__Source data__:
++++++

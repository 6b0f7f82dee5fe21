//! # dotmodel Prelude
//!
//! The most commonly used types of the object model and the writer, for glob imports.

// ================================================================================================
// Core Types and Error Handling
// ================================================================================================

/// The main error type for all dotmodel operations
pub use crate::Error;

/// The result type used throughout dotmodel
pub use crate::Result;

/// Low-level file access
pub use crate::{File, Parser};

// ================================================================================================
// Module and Model
// ================================================================================================

/// The open module and its options
pub use crate::metadata::module::{ModuleDef, ModuleOptions};

/// Metadata token type for referencing table entries
pub use crate::metadata::token::Token;

/// Table identifiers and coded indexes
pub use crate::metadata::tables::{CodedIndex, CodedIndexType, TableId};

/// Entities of the modeled tables
pub use crate::metadata::tables::{
    ClassLayout, ClassLayoutRc, CustomAttribute, CustomAttributeRc, Field, FieldRc,
    GenericParam, GenericParamRc, InterfaceImpl, InterfaceImplRc, MemberRef, MemberRefRc,
    MetadataEntity, MethodDef, MethodDefRc, TypeDef, TypeDefRc, TypeRef, TypeRefRc, TypeSpec,
    TypeSpecRc,
};

/// Typed references between rows
pub use crate::metadata::tables::{
    MemberDef, MemberRefParent, MetadataRow, MethodDefOrRef, ResolutionScope, TypeDefOrRef,
};

/// Reference resolution
pub use crate::metadata::resolver::{GenericParamContext, Resolver};

/// Type signatures
pub use crate::metadata::signatures::TypeSig;

/// Lazily materialized collections
pub use crate::utils::ItemList;

// ================================================================================================
// Writer
// ================================================================================================

/// Writing modules and raw metadata
pub use crate::cilassembly::{ImageWriter, RawMetadataBuilder, WriterOptions};

/// CLI header configuration
pub use crate::cilassembly::chunks::{ComImageFlags, Cor20HeaderOptions};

++++++

__Work order__: Write the entries out a second time. Match them exactly.

__Output of the task__:
repository 6b0f7f82dee5fe21
//! # dotmodel Prelude
//!
//! The most commonly used types of the object model and the writer, for glob imports.

// ================================================================================================
// Core Types and Error Handling
// ================================================================================================

/// The main error type for all dotmodel operations
pub use crate::Error;

/// The result type used throughout dotmodel
pub use crate::Result;

/// Low-level file access
pub use crate::{File, Parser};

// ================================================================================================
// Module and Model
// ================================================================================================

/// The open module and its options
pub use crate::metadata::module::{ModuleDef, ModuleOptions};

/// Metadata token type for referencing table entries
pub use crate::metadata::token::Token;

/// Table identifiers and coded indexes
pub use crate::metadata::tables::{CodedIndex, CodedIndexType, TableId};

/// Entities of the modeled tables
pub use crate::metadata::tables::{
    ClassLayout, ClassLayoutRc, CustomAttribute, CustomAttributeRc, Field, FieldRc,
    GenericParam, GenericParamRc, InterfaceImpl, InterfaceImplRc, MemberRef, MemberRefRc,
    MetadataEntity, MethodDef, MethodDefRc, TypeDef, TypeDefRc, TypeRef, TypeRefRc, TypeSpec,
    TypeSpecRc,
};

/// Typed references between rows
pub use crate::metadata::tables::{
    MemberDef, MemberRefParent, MetadataRow, MethodDefOrRef, ResolutionScope, TypeDefOrRef,
};

/// Reference resolution
pub use crate::metadata::resolver::{GenericParamContext, Resolver};

/// Type signatures
pub use crate::metadata::signatures::TypeSig;

/// Lazily materialized collections
pub use crate::utils::ItemList;

// ================================================================================================
// Writer
// ================================================================================================

/// Writing modules and raw metadata
pub use crate::cilassembly::{ImageWriter, RawMetadataBuilder, WriterOptions};

/// CLI header configuration
pub use crate::cilassembly::chunks::{ComImageFlags, Cor20HeaderOptions};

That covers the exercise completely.